Fast nearest-location finder for Oracle

Elsewhere I have written an article on fast location finding for the MySQL and PostgreSQL databases. This article shows an adaptation of that work for the Oracle database.

If you need data to work with, here’s a US Zip Code table in SQL suitable for an Oracle database. Please don’t use this data in production.

The Great Circle Distance Formula

What’s the distance along the surface of the (spherical) earth between two arbitrary points, in degrees, given by their latitude and longitude in degrees?  That’s determined by the Spherical Cosine Law, or the Haversine Formula, which is this in Oracle syntax.

57.2957795 * (ACOS(COS(0.0174532925*(lat1)) * COS(0.0174532925*(lat2)) *
                   COS(0.0174532925*(long1-long2)) +
                   SIN(0.0174532925*(lat1)) * SIN(0.0174532925*(lat2))))

This formula is all about angles. The constant “57.2957795” converts radians to degrees, and the inverse constant “0.0174532925” converts degrees to radians.

It’s the distance along the surface of the spherical earth. It works equally well when the locations in question are your apartment and your local supermarket, or when they are the airports in Sydney, Australia and Reykjavik, Iceland. Notice that this result is in degrees.  That means we have to multiply it by  111.045, our value for km per degree, if we want the distance in km.

Querying the Nearest Locations

Cool. So to find the nearest points in a database to a given point, we can write a query like this.  Let’s use the point with latitude 42.81 and longitude -70.81. This Oracle query finds the fifteen nearest points to the given point in order of distance.

SELECT * FROM(
 SELECT z.zip, z.primary_city, z.state,
        z.latitude, z.longitude,
        p.radius,
        p.distance_unit
           * rad2deg * (ACOS(COS(deg2rad * (p.latpoint))
                           * COS(deg2rad * (z.latitude))
                           * COS(deg2rad * (p.longpoint - z.longitude))
                           + SIN(deg2rad * (p.latpoint))
                           * SIN(deg2rad * (z.latitude)))) AS distance
  FROM zip z
  JOIN (
        SELECT  42.81  AS latpoint,    -70.81 AS longpoint,
                50.0 AS radius,        111.045 AS distance_unit,
		57.2957795 AS rad2deg,
                0.0174532925 AS deg2rad
	      FROM  DUAL
    ) p ON 1=1
  ORDER BY distance
)
WHERE ROWNUM <= 15

Notice the use of the join to put latpoint and longpoint into the query. It’s convenient to write the query that way because latpoint and longpoint are referred to multiple times in the formula. We also include the degrees-to-radians and radians-to-degrees constants in the joined table. Notice also the use of “ROWNUM < = 15” to limit the number of rows in the resultset.

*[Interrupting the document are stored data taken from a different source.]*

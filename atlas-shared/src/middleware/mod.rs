mod tracing_layer;
mod metrics_layer;

pub use tracing_layer::*;
pub use metrics_layer::*;
use axum::body::Body;
use axum::extract::MatchedPath;
use axum::http::Request;
use axum::middleware::Next;
use axum::response::Response;
use metrics::{counter, histogram};
use metrics_exporter_prometheus::{BuildError, PrometheusBuilder, PrometheusHandle};
use std::time::Instant;

/// Label value for requests that matched no route, so arbitrary 404 paths
/// cannot blow up label cardinality.
pub const UNMATCHED_PATH: &str = "<unmatched>";

pub async fn metrics_middleware(
    matched_path: Option<MatchedPath>,
    req: Request<Body>,
    next: Next,
) -> Response {
    let start = Instant::now();
    let method = req.method().to_string();
    let path = matched_path
        .map(|p| p.as_str().to_string())
        .unwrap_or_else(|| UNMATCHED_PATH.to_string());

    let response = next.run(req).await;

    let duration = start.elapsed().as_secs_f64();
    let status = response.status().as_u16().to_string();

    let labels = [
        ("method", method),
        ("path", path),
        ("status", status),
    ];

    counter!("http_requests_total", &labels).increment(1);
    histogram!("http_request_duration_seconds", &labels).record(duration);

    response
}

pub fn init_metrics() -> Result<PrometheusHandle, BuildError> {
    PrometheusBuilder::new().install_recorder()
}
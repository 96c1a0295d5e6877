use tracing_subscriber::{layer::SubscriberExt, util::SubscriberInitExt, EnvFilter};

/// Install the global subscriber. Logs go to stderr so CLI output on stdout
/// stays machine-readable.
pub fn init_tracing(service_name: &str) {
    let env_filter = EnvFilter::try_from_default_env()
        .unwrap_or_else(|_| EnvFilter::new(default_directives(service_name)));

    let is_production = std::env::var("ATLAS_ENV")
        .map(|v| v == "production")
        .unwrap_or(false);

    if is_production {
        let json_layer = tracing_subscriber::fmt::layer()
            .json()
            .with_writer(std::io::stderr)
            .with_target(true)
            .with_thread_ids(true);

        tracing_subscriber::registry()
            .with(env_filter)
            .with(json_layer)
            .init();
    } else {
        let fmt_layer = tracing_subscriber::fmt::layer()
            .with_writer(std::io::stderr)
            .with_target(true)
            .with_thread_ids(true)
            .with_file(true)
            .with_line_number(true);

        tracing_subscriber::registry()
            .with(env_filter)
            .with(fmt_layer)
            .init();
    }

    tracing::info!(service = service_name, "tracing initialized");
}

// Crate targets use underscores even when the binary name has hyphens.
fn default_directives(service_name: &str) -> String {
    let target = service_name.replace('-', "_");
    format!("info,{target}=debug,atlas_migrations=debug,tower_http=debug")
}
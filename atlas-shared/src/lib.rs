pub mod types;
pub mod errors;
pub mod middleware;
pub mod clients;

pub use types::*;
pub use errors::{AppError, ErrorCode};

Great. We’re done, right? Not so fast! This query is accurate,  but it is very slow.

Optimization

The query is slow because It must compute the haversine formula for every possible pair of points. So it makes your Oracle server do a lot of math, and it forces it to scan through your whole location table.  How can we optimize this?  It would be nice if we could use indexes on the latitude and longitude columns in the table. To do this, let’s introduce a constraint. Let’s say we only care about points in the zip code table that are within 50 km of the (latpoint, longpoint). Let’s figure out how to use an index to eliminate points that are further away.

Remember, from our background information in the other article, that a degree of latitude is 111.045 km.  So, if we have an index on our latitude column, we can use a SQL clause like this to eliminate the points that are too far north or too far south to possibly be within 50 km.

latitude BETWEEN latpoint - (50.0 / 111.045)
             AND latpoint + (50.0 / 111.045)

This WHERE clause lets Oracle use an index to omit lots of latitude points before computing the haversine distance formula. It allows Oracle to perform a range scan on the latitude index.

Finally, we can use a similar but more complex SQL clause to eliminate points that are too far east or west.  This clause is more complex because degrees of longitude are smaller distances the further away from the equator we move. This is the formula.

longitude BETWEEN longpoint - (50.0 / (111.045 * COS(deg2rad*(latpoint))))
              AND longpoint + (50.0 / (111.045 * COS(deg2rad*(latpoint))))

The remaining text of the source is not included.